Cómo hacer ver a mi amantísima mujer que un sentimiento rayano en la tristeza, o una angustia aparejada a esa especie de síndrome de Diógenes del deportista, me invade cuando me veo en la obligación, asaz indeseada, de deshacerme de esas prendas a las que tanto cariño profeso. Cariño emanado, sin duda alguna, por estar asociadas en su larga trayectoria a batallas deportivas, carreras épicas o partidos a cara de perro (o a cara de hermano, que en aquestas cosas del deporte nadie peor para entrar en feroz lid que aquel que lleva media vida viviendo bajo el mismo techo).
– ¡Si no tengo tantas!
La facilona respuesta, una negación de la evidencia con tal tradición y raigambre como los saltos de esquí de Garmisch, se ve rápidamente superada por la realidad de hallar sobre tu cama las mencionadas camisetas de poliéster.

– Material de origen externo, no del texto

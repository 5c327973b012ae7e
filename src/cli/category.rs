use super::ui;
use crate::core::analytics::{FundAnalytics, FundSnapshot, SNAPSHOT_PERIODS};
use crate::core::catalog::SchemeCategory;
use chrono::NaiveDate;
use comfy_table::{Cell, Table};
use tracing::info;

pub async fn run(analytics: &FundAnalytics, category: &SchemeCategory) -> anyhow::Result<()> {
    info!(
        "Loading {} schemes for category {}...",
        category.schemes.len(),
        category.name
    );

    println!(
        "\nCategory: {}",
        ui::style_text(&category.name, ui::StyleType::Title)
    );
    if category.schemes.is_empty() {
        println!("No schemes in this category.");
        return Ok(());
    }

    let pb = ui::new_progress_bar(category.schemes.len() as u64);
    let snapshots = analytics.snapshots(&category.schemes, &|| pb.inc(1)).await;
    pb.finish_and_clear();

    let table = build_table(&snapshots, analytics.near_tolerance_days());
    println!("{table}");

    for snapshot in &snapshots {
        if let Some(reason) = &snapshot.error {
            let line = format!("{}: {}", snapshot.scheme.code, reason);
            println!("{}", ui::style_text(&line, ui::StyleType::Error));
        }
    }
    Ok(())
}

fn format_date(date: NaiveDate) -> String {
    date.format("%d %b %Y").to_string()
}

fn build_table(snapshots: &[FundSnapshot], tolerance_days: i64) -> Table {
    let mut table = ui::new_styled_table();

    let mut header = vec![
        ui::header_cell("Scheme"),
        ui::header_cell("NAV"),
        ui::header_cell("As of"),
    ];
    for period in &SNAPSHOT_PERIODS {
        header.push(ui::header_cell(&period.to_string()));
    }
    header.push(ui::header_cell(&format!("1Y (±{tolerance_days} days)")));
    header.push(ui::header_cell("Risk"));
    header.push(ui::header_cell("Std Dev"));
    table.set_header(header);

    for snapshot in snapshots {
        let has_error = snapshot.error.is_some();
        let nav = match snapshot.latest_nav {
            Some(nav) => ui::nav_cell(nav),
            None => ui::na_cell(has_error),
        };
        let mut row_cells = vec![
            Cell::new(&snapshot.scheme.name),
            nav,
            ui::format_optional_cell(snapshot.latest_date, format_date),
        ];
        for period in &SNAPSHOT_PERIODS {
            let percent = snapshot.percent(*period);
            row_cells.push(ui::optional_change_cell(percent, has_error));
        }
        let std_dev = ui::format_optional_cell(snapshot.nav_std_dev, |v| format!("{v:.2}"));
        row_cells.push(ui::optional_change_cell(snapshot.one_year_near, has_error));
        row_cells.push(ui::risk_cell(snapshot.risk));
        row_cells.push(std_dev);
        table.add_row(row_cells);
    }

    table
}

«Pues va a ser que sí tienes unas cuantas», pronuncia cariacontecida la bella damisela al contemplar todas ellas ordenadas en número hasta 48, cifra que podría incrementar en vano con las ingentes camisetas de algodón, compra frecuente de quien, como este escribiente, osa viajar por destinos remotos y traer una al menos para recordar durante los años venideros que un día disfrutó por aquellos parajes.
Decía al inicio que desconozco si es apropiado denominar nostalgia o cariño al sentimiento que invade al afligido individuo que se halla sometido a tamaña tesitura de descartar entre tanto recuerdo, ya que, sabido es que al margen de su utilidad estas camisetas ocupan ante todo un espacio en la memoria infinita del aficionado deportista. Memoria capaz de transportar a su poseedor a una cancha de fútbol en Mijas, a un establo reconvertido en pista de baloncesto en Becerril de la Sierra o a las calles del barrio madrileño de Vallekas durante la celebración de una carrera popular.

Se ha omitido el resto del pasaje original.